AbstractDNA length analysis is essential for genomic workflows including next-generation sequencing and fragmentomics based diagnostics. Conventional approaches typically require large, expensive instrumentation and sample-destructive protocols with long processing times. Here we present a rapid, label-free approach integrating vibrational spectroscopy with deep learning to quantify DNA fragment length distributions. We demonstrate that ATR-FTIR and Raman spectroscopy capture length-dependent spectral features arising from phosphate backbone, nucleobase, and structural vibrations. Machine learning models trained on spectra acquired from purified monodisperse DNA (50-300 bp) predicted DNA length with high accuracy (R2=0.92-0.94), with multimodal fusion improving performance to R2=0.96. A convolutional neural network trained on 35 DNA mixtures comprising molecules of different lengths also successfully deconvoluted their fragment length profile.
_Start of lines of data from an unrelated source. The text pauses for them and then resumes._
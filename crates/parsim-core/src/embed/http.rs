//! HTTP embedding client
//!
//! Speaks the OpenAI-compatible embeddings protocol: one POST with the whole
//! batch, `{"model", "input": [...]}` in, `{"data": [{"index", "embedding"}]}`
//! out. Synchronous by design; the request timeout is the run's only guard
//! against a hung endpoint and expiry surfaces as `EmbeddingUnavailable`.

use std::time::Duration;

use serde::{Deserialize, Serialize};

use super::{validate_embeddings, Embedder, Embedding};
use crate::config::EmbeddingConfig;
use crate::error::{ParsimError, Result};

#[derive(Serialize)]
struct EmbeddingRequest<'a> {
    model: &'a str,
    input: &'a [&'a str],
}

#[derive(Deserialize)]
struct EmbeddingResponse {
    data: Vec<EmbeddingData>,
}

#[derive(Deserialize)]
struct EmbeddingData {
    index: usize,
    embedding: Vec<f64>,
}

/// Embedding oracle backed by an HTTP endpoint
pub struct HttpEmbedder {
    config: EmbeddingConfig,
    user_agent: String,
}

impl HttpEmbedder {
    pub fn new(config: EmbeddingConfig) -> Self {
        let user_agent = format!(
            "parsim/{} ({})",
            env!("CARGO_PKG_VERSION"),
            std::env::consts::OS
        );
        Self { config, user_agent }
    }

    fn send(&self, body: &str) -> Result<ureq::Response> {
        let mut request = ureq::post(&self.config.url)
            .set("Content-Type", "application/json")
            .set("User-Agent", &self.user_agent)
            .timeout(Duration::from_secs(self.config.timeout_seconds));

        if let Some(key) = &self.config.api_key {
            request = request.set("Authorization", &format!("Bearer {key}"));
        }

        match request.send_string(body) {
            Ok(response) => Ok(response),
            Err(ureq::Error::Status(code, _)) => Err(ParsimError::embedding_unavailable(
                format!("endpoint returned status {code}"),
            )),
            Err(ureq::Error::Transport(err)) => {
                Err(ParsimError::embedding_unavailable(err.to_string()))
            }
        }
    }
}

impl Embedder for HttpEmbedder {
    fn embed(&self, texts: &[&str]) -> Result<Vec<Embedding>> {
        if !self.config.is_configured() {
            return Err(ParsimError::embedding_unavailable(
                "no embedding endpoint configured",
            ));
        }

        let body = serde_json::to_string(&EmbeddingRequest {
            model: &self.config.model,
            input: texts,
        })?;

        tracing::debug!(
            url = %self.config.url,
            model = %self.config.model,
            texts = texts.len(),
            "embedding_request"
        );

        let response = self.send(&body)?;
        let parsed: EmbeddingResponse = response.into_json().map_err(|err| {
            ParsimError::embedding_unavailable(format!("malformed response: {err}"))
        })?;

        // Providers may return batch entries out of order; restore input order.
        let mut data = parsed.data;
        data.sort_by_key(|entry| entry.index);
        let embeddings: Vec<Embedding> = data.into_iter().map(|entry| entry.embedding).collect();

        validate_embeddings(texts.len(), &embeddings)?;
        Ok(embeddings)
    }
}
//! `parsim segment` - segmentation inspection utility

use std::fs;
use std::path::Path;

use parsim_core::error::Result;
use parsim_core::segment::segment_article;

use crate::cli::{Cli, OutputFormat};

pub fn execute(cli: &Cli, file: &Path) -> Result<()> {
    let raw = fs::read_to_string(file)?;
    let paragraphs = segment_article(&raw);

    match cli.format {
        OutputFormat::Json => {
            println!("{}", serde_json::to_string_pretty(&paragraphs)?);
        }
        OutputFormat::Human => {
            for (index, paragraph) in paragraphs.iter().enumerate() {
                println!("{index:>4}  {paragraph}");
            }
        }
    }

    Ok(())
}
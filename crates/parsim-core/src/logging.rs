use tracing_subscriber::{fmt, prelude::*, EnvFilter};

/// Initialize structured logging based on CLI arguments
pub fn init_tracing(
    verbose: bool,
    log_level: Option<&str>,
    log_json: bool,
) -> Result<(), Box<dyn std::error::Error>> {
    let level = match (verbose, log_level) {
        (true, None) => "debug",
        (false, None) => "info",
        (_, Some(level)) => level,
    };

    init_with_level(level, log_json)
}

fn init_with_level(level: &str, log_json: bool) -> Result<(), Box<dyn std::error::Error>> {
    // Support PARSIM_LOG environment variable override
    let filter = EnvFilter::try_from_default_env()
        .or_else(|_| EnvFilter::try_from_env("PARSIM_LOG"))
        .unwrap_or_else(|_| {
            EnvFilter::new(if level.contains('=') {
                level.to_string()
            } else {
                format!("parsim={level},parsim_core={level}")
            })
        });

    let registry = tracing_subscriber::registry().with(filter);

    if log_json {
        registry
            .with(
                fmt::layer()
                    .json()
                    .with_writer(std::io::stderr)
                    .with_ansi(false)
                    .with_span_events(
                        tracing_subscriber::fmt::format::FmtSpan::NEW
                            | tracing_subscriber::fmt::format::FmtSpan::CLOSE,
                    ),
            )
            .try_init()?;
    } else {
        registry
            .with(
                fmt::layer()
                    .compact()
                    .with_target(false)
                    .with_writer(std::io::stderr)
                    .with_ansi(false),
            )
            .try_init()?;
    }

    Ok(())
}
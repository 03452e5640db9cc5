//! Run configuration for parsim
//!
//! Configuration is read from an optional `parsim.toml` file; CLI flags take
//! precedence over file values, and `PARSIM_EMBEDDING_API_KEY` supplies the
//! endpoint credential so it never lands in a checked-in file.

use std::fs;
use std::path::Path;

use serde::{Deserialize, Serialize};

use crate::aggregate::DiagonalPolicy;
use crate::error::{ParsimError, Result};

/// Default number of closest paragraphs reported per paragraph
pub const DEFAULT_TOP_K: usize = 5;

/// Default timeout for embedding requests
pub const DEFAULT_EMBEDDING_TIMEOUT_SECONDS: u64 = 60;

/// Default embedding model name sent to the endpoint
pub const DEFAULT_EMBEDDING_MODEL: &str = "nomic-embed-text";

/// Config file looked up in the working directory when `--config` is absent
pub const CONFIG_FILE_NAME: &str = "parsim.toml";

/// Configuration for one analysis run
#[derive(Debug, Clone, Serialize, Deserialize)]
#[serde(default, deny_unknown_fields)]
pub struct AnalysisConfig {
    /// Number of closest paragraphs reported per paragraph
    pub top_k: usize,
    /// Whether article self-averages keep paragraph self-similarity entries
    pub diagonal: DiagonalPolicy,
    /// Embedding endpoint settings
    pub embedding: EmbeddingConfig,
}

impl Default for AnalysisConfig {
    fn default() -> Self {
        Self {
            top_k: DEFAULT_TOP_K,
            diagonal: DiagonalPolicy::default(),
            embedding: EmbeddingConfig::default(),
        }
    }
}

/// Configuration for the embedding endpoint
#[derive(Debug, Clone, Serialize, Deserialize)]
#[serde(default, deny_unknown_fields)]
pub struct EmbeddingConfig {
    /// URL of the embedding endpoint (empty means unconfigured)
    pub url: String,
    /// Model name sent with each request
    pub model: String,
    /// Request timeout in seconds
    pub timeout_seconds: u64,
    /// Bearer token for the endpoint, from PARSIM_EMBEDDING_API_KEY
    #[serde(skip)]
    pub api_key: Option<String>,
}

impl Default for EmbeddingConfig {
    fn default() -> Self {
        Self {
            url: String::new(),
            model: DEFAULT_EMBEDDING_MODEL.to_string(),
            timeout_seconds: DEFAULT_EMBEDDING_TIMEOUT_SECONDS,
            api_key: None,
        }
    }
}

impl EmbeddingConfig {
    /// Check if an endpoint has been configured
    pub fn is_configured(&self) -> bool {
        !self.url.is_empty()
    }
}

impl AnalysisConfig {
    /// Load configuration from an explicit path, or from `parsim.toml` in the
    /// working directory if present, or defaults otherwise
    pub fn load(path: Option<&Path>) -> Result<Self> {
        let mut config = match path {
            Some(path) => Self::from_file(path)?,
            None => {
                let default_path = Path::new(CONFIG_FILE_NAME);
                if default_path.exists() {
                    Self::from_file(default_path)?
                } else {
                    Self::default()
                }
            }
        };

        if let Ok(key) = std::env::var("PARSIM_EMBEDDING_API_KEY") {
            if !key.is_empty() {
                config.embedding.api_key = Some(key);
            }
        }

        config.validate()?;
        Ok(config)
    }

    fn from_file(path: &Path) -> Result<Self> {
        let raw = fs::read_to_string(path)?;
        Ok(toml::from_str(&raw)?)
    }

    /// Reject values no run can proceed with
    pub fn validate(&self) -> Result<()> {
        if self.top_k == 0 {
            return Err(ParsimError::InvalidConfig {
                reason: "top_k must be at least 1".to_string(),
            });
        }
        if self.embedding.timeout_seconds == 0 {
            return Err(ParsimError::InvalidConfig {
                reason: "embedding timeout_seconds must be at least 1".to_string(),
            });
        }
        Ok(())
    }
}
Transfer learning enabled adaptation to biological samples, achieving low prediction error (RMSE=0.3-7.2%, {Delta}=12 bp). Importantly, the method requires only 4 L sample and 15 minutes passive drying, with no consumables beyond cleaning materials, and allows full sample recovery. This establishes vibrational spectroscopy as a scalable alternative for DNA length quantification.